(Stored items)
"""

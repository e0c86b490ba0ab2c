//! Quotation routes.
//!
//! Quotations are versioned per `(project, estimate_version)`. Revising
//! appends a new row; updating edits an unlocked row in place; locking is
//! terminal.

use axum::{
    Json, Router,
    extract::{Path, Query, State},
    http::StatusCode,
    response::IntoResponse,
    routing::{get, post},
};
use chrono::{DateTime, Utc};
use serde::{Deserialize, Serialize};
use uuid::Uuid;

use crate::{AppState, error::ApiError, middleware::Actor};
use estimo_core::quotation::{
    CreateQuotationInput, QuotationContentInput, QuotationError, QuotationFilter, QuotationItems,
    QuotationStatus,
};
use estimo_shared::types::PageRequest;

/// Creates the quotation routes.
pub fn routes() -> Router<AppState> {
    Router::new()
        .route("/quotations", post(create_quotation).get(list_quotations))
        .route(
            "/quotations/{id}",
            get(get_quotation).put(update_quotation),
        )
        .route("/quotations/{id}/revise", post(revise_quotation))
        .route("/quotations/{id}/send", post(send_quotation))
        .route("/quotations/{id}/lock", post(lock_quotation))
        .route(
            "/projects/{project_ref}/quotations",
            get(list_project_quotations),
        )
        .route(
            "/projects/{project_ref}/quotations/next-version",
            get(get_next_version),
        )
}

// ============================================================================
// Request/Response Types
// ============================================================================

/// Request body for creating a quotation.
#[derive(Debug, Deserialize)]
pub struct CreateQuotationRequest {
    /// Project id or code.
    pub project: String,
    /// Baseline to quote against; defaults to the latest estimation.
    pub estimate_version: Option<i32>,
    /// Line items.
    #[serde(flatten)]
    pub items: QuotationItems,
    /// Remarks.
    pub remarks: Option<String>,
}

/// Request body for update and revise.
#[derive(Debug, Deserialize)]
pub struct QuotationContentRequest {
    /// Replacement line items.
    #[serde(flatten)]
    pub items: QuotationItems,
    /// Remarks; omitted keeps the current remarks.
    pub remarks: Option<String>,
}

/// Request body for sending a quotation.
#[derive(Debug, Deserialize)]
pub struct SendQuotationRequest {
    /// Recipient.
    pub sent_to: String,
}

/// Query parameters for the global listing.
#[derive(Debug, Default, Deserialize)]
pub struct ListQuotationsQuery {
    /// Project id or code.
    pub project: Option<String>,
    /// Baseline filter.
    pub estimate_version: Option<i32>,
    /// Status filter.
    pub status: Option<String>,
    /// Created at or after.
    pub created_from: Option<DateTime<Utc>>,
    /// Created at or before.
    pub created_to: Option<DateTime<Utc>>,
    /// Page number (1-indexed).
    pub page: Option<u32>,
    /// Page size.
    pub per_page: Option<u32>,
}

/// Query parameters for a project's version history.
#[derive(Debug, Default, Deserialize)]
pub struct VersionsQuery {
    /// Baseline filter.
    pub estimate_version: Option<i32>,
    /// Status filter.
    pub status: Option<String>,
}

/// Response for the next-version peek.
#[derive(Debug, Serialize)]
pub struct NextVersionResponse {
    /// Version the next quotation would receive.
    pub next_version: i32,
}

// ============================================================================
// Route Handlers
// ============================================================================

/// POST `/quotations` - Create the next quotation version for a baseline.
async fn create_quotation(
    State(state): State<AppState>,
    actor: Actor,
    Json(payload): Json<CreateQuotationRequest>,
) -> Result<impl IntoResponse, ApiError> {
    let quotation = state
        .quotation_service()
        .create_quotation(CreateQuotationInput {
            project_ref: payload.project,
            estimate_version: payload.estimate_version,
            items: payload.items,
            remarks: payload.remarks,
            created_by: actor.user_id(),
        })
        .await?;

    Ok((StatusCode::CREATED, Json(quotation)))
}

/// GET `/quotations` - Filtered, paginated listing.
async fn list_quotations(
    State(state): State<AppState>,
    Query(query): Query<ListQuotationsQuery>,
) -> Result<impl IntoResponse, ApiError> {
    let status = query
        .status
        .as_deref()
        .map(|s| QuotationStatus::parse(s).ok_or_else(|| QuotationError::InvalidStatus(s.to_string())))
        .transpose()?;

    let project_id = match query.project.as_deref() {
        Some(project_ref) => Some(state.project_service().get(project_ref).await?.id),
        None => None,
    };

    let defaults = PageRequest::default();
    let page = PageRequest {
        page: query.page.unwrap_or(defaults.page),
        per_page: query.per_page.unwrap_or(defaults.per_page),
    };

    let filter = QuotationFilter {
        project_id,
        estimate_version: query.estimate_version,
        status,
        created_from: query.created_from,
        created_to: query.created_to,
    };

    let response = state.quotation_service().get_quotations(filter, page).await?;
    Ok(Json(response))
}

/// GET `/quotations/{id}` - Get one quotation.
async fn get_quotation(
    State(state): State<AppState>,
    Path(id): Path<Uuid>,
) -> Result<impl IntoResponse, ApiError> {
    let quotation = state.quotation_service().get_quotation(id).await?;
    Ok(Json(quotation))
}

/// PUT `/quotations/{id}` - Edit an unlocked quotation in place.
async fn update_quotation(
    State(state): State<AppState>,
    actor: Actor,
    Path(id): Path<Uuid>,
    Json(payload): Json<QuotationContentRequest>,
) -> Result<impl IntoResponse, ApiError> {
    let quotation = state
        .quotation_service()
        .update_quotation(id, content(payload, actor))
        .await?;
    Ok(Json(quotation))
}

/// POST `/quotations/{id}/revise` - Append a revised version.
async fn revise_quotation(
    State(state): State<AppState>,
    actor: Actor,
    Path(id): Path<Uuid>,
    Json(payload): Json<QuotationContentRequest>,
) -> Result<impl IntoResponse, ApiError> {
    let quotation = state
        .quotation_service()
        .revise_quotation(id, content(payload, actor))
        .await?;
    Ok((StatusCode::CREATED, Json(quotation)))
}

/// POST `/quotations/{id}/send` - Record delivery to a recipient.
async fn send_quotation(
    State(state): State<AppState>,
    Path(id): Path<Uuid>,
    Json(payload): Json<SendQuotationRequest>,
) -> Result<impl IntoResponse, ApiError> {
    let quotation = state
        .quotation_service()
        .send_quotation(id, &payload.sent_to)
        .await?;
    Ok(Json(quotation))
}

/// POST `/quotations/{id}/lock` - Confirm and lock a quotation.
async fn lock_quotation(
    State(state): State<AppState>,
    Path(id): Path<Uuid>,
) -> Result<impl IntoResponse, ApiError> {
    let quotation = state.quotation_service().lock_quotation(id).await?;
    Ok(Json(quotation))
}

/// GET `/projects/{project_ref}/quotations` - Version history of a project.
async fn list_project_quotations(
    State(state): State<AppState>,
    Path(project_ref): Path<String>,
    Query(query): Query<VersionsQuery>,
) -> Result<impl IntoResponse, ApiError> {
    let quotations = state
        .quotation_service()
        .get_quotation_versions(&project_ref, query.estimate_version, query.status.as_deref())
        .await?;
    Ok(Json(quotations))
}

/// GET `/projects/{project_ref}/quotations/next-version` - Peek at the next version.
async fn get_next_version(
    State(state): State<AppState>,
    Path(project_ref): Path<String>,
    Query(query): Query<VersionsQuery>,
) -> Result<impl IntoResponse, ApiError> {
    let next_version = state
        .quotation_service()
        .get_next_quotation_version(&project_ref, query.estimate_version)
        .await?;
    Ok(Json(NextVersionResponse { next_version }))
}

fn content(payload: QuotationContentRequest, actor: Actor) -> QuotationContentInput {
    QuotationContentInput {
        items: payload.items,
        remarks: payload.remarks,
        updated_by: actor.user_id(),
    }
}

"""
"""

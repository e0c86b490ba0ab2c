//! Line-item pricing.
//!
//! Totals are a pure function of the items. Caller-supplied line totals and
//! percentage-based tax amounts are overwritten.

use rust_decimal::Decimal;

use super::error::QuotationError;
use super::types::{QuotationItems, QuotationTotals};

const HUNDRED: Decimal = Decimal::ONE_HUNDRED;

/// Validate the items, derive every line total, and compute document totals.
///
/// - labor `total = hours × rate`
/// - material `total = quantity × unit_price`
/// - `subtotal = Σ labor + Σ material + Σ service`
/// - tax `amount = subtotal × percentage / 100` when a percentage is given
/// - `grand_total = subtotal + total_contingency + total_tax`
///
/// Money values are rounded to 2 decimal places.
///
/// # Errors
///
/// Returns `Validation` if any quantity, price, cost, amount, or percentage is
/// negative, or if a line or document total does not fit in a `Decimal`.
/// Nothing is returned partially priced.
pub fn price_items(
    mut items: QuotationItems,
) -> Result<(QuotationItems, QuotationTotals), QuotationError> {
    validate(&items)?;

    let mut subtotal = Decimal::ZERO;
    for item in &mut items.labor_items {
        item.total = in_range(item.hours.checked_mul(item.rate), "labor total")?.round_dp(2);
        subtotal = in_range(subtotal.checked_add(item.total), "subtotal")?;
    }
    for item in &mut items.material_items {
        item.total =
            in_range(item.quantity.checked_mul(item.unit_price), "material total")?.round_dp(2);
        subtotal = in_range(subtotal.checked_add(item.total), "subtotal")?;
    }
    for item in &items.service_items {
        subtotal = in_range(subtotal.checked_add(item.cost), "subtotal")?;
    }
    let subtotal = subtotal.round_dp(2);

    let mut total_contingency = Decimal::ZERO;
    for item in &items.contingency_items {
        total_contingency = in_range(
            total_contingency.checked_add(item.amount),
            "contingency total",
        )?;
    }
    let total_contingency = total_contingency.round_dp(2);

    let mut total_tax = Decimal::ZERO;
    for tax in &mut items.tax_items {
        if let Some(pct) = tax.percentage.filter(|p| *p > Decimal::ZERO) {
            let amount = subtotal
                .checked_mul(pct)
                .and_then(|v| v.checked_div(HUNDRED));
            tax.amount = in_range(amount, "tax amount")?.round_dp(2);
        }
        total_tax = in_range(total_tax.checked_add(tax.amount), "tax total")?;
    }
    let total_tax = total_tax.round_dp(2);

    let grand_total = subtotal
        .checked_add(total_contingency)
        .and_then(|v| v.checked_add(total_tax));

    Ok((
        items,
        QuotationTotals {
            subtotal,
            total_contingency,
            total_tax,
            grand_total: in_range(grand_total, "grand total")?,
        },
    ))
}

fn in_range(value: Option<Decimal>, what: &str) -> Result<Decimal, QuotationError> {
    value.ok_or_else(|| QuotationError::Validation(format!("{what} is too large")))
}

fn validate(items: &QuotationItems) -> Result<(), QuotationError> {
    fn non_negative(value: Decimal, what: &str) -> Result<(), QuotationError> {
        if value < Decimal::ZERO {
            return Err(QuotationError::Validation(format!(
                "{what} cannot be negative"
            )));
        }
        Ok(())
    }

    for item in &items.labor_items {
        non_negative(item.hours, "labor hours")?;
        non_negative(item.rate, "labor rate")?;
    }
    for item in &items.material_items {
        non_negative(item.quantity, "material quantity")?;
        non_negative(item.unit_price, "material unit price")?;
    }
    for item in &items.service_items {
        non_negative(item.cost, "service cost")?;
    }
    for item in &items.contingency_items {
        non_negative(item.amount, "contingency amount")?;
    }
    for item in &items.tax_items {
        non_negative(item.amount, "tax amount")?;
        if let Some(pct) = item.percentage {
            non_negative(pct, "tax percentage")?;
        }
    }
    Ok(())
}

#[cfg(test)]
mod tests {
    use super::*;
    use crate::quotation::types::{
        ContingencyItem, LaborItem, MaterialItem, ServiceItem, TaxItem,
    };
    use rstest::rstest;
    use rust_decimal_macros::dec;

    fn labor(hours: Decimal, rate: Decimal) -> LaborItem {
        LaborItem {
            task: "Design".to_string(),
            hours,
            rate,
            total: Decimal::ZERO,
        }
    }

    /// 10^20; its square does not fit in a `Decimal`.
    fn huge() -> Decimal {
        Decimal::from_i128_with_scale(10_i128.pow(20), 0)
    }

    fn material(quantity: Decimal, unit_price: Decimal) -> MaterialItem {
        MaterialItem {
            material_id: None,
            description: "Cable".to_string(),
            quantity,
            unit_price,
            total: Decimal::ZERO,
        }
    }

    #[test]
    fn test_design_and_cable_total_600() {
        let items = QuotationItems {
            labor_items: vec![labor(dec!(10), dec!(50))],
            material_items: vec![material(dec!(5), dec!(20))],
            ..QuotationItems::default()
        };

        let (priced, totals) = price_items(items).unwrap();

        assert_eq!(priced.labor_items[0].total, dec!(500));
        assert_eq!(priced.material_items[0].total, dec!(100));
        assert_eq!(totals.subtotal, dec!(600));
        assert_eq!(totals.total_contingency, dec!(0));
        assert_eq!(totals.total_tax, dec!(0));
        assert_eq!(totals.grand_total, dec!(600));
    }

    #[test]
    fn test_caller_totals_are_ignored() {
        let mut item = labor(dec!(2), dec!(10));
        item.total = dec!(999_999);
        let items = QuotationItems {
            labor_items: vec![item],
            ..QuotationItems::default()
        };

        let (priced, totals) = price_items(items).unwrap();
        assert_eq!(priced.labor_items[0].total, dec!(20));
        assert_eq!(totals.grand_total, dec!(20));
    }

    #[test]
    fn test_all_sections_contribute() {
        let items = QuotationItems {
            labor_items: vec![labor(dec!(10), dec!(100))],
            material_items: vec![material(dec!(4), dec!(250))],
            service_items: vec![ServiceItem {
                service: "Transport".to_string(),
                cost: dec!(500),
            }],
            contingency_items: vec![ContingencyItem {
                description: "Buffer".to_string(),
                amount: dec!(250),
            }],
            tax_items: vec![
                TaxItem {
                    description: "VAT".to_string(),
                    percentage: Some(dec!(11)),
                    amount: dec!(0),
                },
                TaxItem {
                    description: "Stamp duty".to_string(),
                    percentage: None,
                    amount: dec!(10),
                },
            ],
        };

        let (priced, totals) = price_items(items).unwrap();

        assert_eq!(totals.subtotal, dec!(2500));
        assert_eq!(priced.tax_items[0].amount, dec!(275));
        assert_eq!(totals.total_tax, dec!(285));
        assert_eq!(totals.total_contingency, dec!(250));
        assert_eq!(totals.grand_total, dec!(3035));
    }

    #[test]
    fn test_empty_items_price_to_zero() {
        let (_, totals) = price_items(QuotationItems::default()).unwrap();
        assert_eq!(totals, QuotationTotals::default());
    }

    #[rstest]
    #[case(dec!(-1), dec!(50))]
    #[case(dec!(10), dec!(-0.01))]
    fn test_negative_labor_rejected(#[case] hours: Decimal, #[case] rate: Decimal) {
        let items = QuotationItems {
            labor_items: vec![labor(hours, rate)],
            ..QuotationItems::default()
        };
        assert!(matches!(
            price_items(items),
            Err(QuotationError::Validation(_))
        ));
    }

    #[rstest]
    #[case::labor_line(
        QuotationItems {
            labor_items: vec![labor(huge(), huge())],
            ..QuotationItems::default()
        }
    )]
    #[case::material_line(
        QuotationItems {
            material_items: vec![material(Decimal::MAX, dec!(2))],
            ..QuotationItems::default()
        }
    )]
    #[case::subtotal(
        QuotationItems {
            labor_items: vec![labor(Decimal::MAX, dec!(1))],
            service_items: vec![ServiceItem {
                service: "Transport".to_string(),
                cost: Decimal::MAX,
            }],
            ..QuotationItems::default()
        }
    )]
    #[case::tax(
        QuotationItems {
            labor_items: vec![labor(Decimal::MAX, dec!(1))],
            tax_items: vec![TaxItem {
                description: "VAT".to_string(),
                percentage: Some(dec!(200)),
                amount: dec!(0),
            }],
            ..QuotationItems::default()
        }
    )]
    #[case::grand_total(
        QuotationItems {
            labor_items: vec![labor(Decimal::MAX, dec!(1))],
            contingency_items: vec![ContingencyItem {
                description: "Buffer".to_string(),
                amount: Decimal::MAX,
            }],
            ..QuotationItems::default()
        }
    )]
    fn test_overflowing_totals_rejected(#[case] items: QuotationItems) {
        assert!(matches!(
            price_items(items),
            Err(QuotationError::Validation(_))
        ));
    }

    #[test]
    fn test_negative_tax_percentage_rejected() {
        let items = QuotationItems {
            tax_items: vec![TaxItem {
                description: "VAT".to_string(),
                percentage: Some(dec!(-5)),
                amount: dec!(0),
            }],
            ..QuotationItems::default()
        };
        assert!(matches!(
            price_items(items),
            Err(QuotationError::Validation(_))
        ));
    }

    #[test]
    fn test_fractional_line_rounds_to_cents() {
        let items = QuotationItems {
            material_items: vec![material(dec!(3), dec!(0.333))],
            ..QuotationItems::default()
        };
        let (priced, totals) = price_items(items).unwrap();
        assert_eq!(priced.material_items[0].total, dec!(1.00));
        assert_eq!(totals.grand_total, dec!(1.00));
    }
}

"""

▶ **What is needed**
Go through the records above and return each line in which the word "MaterialItem" occurs.

▶ **Completed exercise**
        ContingencyItem, LaborItem, MaterialItem, ServiceItem, TaxItem,
    fn material(quantity: Decimal, unit_price: Decimal) -> MaterialItem {
        MaterialItem {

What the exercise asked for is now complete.